Да, могу сказать: не было у нас критики, — критики благомыслящей и благонравной, вполне приятной и доступной современным Молчалиным, проливающей отраду в сердца и ум современных Митрофанов. Я, впрочем, не унывал и все ждал, ждал… Авось, думаю, и сия. репейником и тернием поросшая область озарится светочем какого-нибудь удивительного открытия; не может-же быть, чтобы она, — одна только она, — не присовокупила ни единого «перла и адаманта» к блистательной короне сходящего со сцены года. Неужели, в самом деле, земля наша так оскудела критическими талантами? Это невероятно, решительно невероятно!

И действительно, неверие мое оправдалось. Вышла ноябрьская книжка «Отечеств. Записок» с статьею г. Скабичевскаго: «Беседы о русской словесности» — и с души моей точно бремя скатилось. Эврика! эврика! воскликнул я, — искомое мною открытие совершилось: народился новый Колумб, да еще почище г. Гайдебурова, и народился именно там, где, по моим соображениям, он и должен был народиться — в области критики, Да посрамятся же пессимисты! Несчастные, и они еще могли сомневаться в силе и глубине нашей критической мысли! Безумные слепцы, они забыли, что у нас есть Скабичевский! К счастию, он сам о себе напомнил, и напомнил как раз кстати, под самый конец года, когда я уже начинал было терять всякую надежду… Ах, как я ему за это благодарен! так благодарен, так благодарен, что готов даже посвятить его открытию особую главу.

ЕЩЕ КОЛУМБ… И ПОСЛЕДНИЙ

Каюсь, чистосердечно каюсь (чистосердечное раскаяние есть, как известно, первый шаг к исправлению), я всегда чувствовал некоторую слабость к г. Скабичевскому. Я любил читать его статьи, любил потому, во-первых, что это были статьи совершенно «заурядные», что сам автор вполне сознавал свою заурядность (отсюда и его скромный, но очень верный псевдоним: Заурядный читатель) и никогда не пытался выходить из тесного круга изношенных и потертых трюизмов; во-вторых, потому, что они ужасно как напоминали мне (и по содержанию, и по форме) монотонные сказки моей старушки-няни, под которые я так сладко засыпал во дни моего счастливого детства. Потому, когда я читаю творения г. Скабичевского, в ушах моих всегда ясно и отчетливо раздается старческий, дребезжащий голос: жил да был у ба-бу-шки се-ренький коз-лик… козлик!.. Преприятное ощущение! так вот и хочется заснуть; глаза слипаются, и Скабичевский незаметно отправляется под стол… И как любил я его за это, очень любил! Правда, иногда он несколько смущал меня: говорит все хорошо, складно, ординарно и вдруг возьмет да и выкинет какое-нибудь коленцо. Впрочем, я не обращал на это особенного внимания. Что же, думалось мне, — на всякого мудреца находит своя простота, и нельзя же каждое лыко ставить в строку. Увы, мне и на ум тогда не приходило, что именно из этих-то «лык», из этой-то «простоты» и вылепится наш Колумб! Сознаюсь в своей недогадливости: никогда я не допускал мысли, что даже и Митрофаны в глубине своей души могут мечтать о каких-то новых Америках. А между тем, что тут было невозможного или невероятного? Если уж Молчалины полезли в Колумбы, то почему же бы не полезть в Колумбы и Митрофанам? Чем Митрофаны хуже или глупее Молчалиных? И если Гайдебуров сумел «нечто» открыть1, то отчего же бы не открыть чего-нибудь и г. Скабичевскому?

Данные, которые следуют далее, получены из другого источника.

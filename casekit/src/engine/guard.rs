//! If-part evaluation.
//!
//! The engine only depends on [`GuardEvaluator`]; the expression language is
//! chosen by whoever constructs the engine. [`ExpressionEvaluator`] is the
//! default and evaluates Jinja-style expressions (`value > 99`,
//! `approved and amount < 1000`) with minijinja.

use minijinja::value::ValueKind;
use minijinja::{Environment, UndefinedBehavior};
use thiserror::Error;

use crate::core::variables::Variables;

#[derive(Debug, Clone, PartialEq, Eq, Error)]
#[error("{message}")]
pub struct GuardError {
    pub message: String,
}

impl GuardError {
    pub fn new(message: impl Into<String>) -> Self {
        Self {
            message: message.into(),
        }
    }
}

/// Evaluate an if-part expression against the variables visible to a sentry.
pub trait GuardEvaluator {
    fn evaluate(&self, expression: &str, variables: &Variables) -> Result<bool, GuardError>;
}

/// Default evaluator backed by minijinja expressions.
#[derive(Debug, Clone)]
pub struct ExpressionEvaluator {
    strict_undefined: bool,
}

impl ExpressionEvaluator {
    /// `strict_undefined` turns references to missing variables into errors.
    pub fn new(strict_undefined: bool) -> Self {
        Self { strict_undefined }
    }
}

impl Default for ExpressionEvaluator {
    fn default() -> Self {
        Self::new(true)
    }
}

impl GuardEvaluator for ExpressionEvaluator {
    fn evaluate(&self, expression: &str, variables: &Variables) -> Result<bool, GuardError> {
        let mut env = Environment::new();
        if self.strict_undefined {
            env.set_undefined_behavior(UndefinedBehavior::Strict);
        }
        let compiled = env
            .compile_expression(expression)
            .map_err(|err| GuardError::new(format!("compile `{expression}`: {err}")))?;
        let value = compiled
            .eval(variables)
            .map_err(|err| GuardError::new(format!("evaluate `{expression}`: {err}")))?;

        match value.kind() {
            ValueKind::Bool => Ok(value.is_true()),
            ValueKind::Undefined if self.strict_undefined => Err(GuardError::new(format!(
                "`{expression}` references an undefined variable"
            ))),
            ValueKind::Undefined | ValueKind::None => Ok(false),
            other => Err(GuardError::new(format!(
                "`{expression}` evaluated to {other:?}, expected a boolean"
            ))),
        }
    }
}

Не сообразил я всего этого, не сообразил, зато как же велика и радость-то моя была!

Я читал, перечитывал и долго не мог прийти в себя от чувства «неожиданности», переполнившего мое сердце. Открытие Молчалиных было для меня далеко не таким сюрпризом, как это открытие Митрофана; там имелись хоть какие-нибудь прецеденты, притом же над тем открытием трудились многие умы; а тут один ведь человек-- и самый заурядный человек, — а какую, подумаешь, штуку выкинул! Целую «эстетическую теорию» изобрел, одним почерком пера всю критико-реалистическую школу ниспроверг, Белинского, Добролюбова, Писарева, не говоря уже о корифеях заграничной критики, в мелкий порошок истолок! Ай-да Митрофан! И смелость-то откуда взялась, и размах-то какой! Это вы, не кто иной, как вы, г. Гайдебуров, вдохнули в него этот дух изобретательности и предприимчивости! Не будь вас, ему бы и в голову ничего подобного не пришло! А вот теперь и краснейте: ведь он вас просто за пояс заткнул; вы — младенец невинный сравнительно с ним! И посмотрите, с каким лукавством он действует. Вы вот начали с того, что вскарабкались на пьедестал, осыпали себя благодарственными адресами и стали трубить по всем журнальным перекресткам, что я — такой-то, Павел Гайдебуров, — Америку открыл, славу Колумба затмил. Ну, разумеется, и вышло смешно; каждый припомнил пословицу об «оржаной каше», которая «сама себя хвалит», и невольно усомнился в ваших заслугах. В конце концов вам пришлось постыдно ретироваться, вилять хвостом, отрекаться от собственных слов и… совсем стушеваться. Не так поступает вдохновленный вами г. Скабичевский. Он является перед своими слушателями со всею подобающею скромностью и почтительностью, с опущенными глазками, с невинною, почти наивною улыбкою… «Я предстаю перед вами, — лепечет он, — простым рядовым и обывателем и подаю свой голос, который вы вправе выслушать или оставить без внимания».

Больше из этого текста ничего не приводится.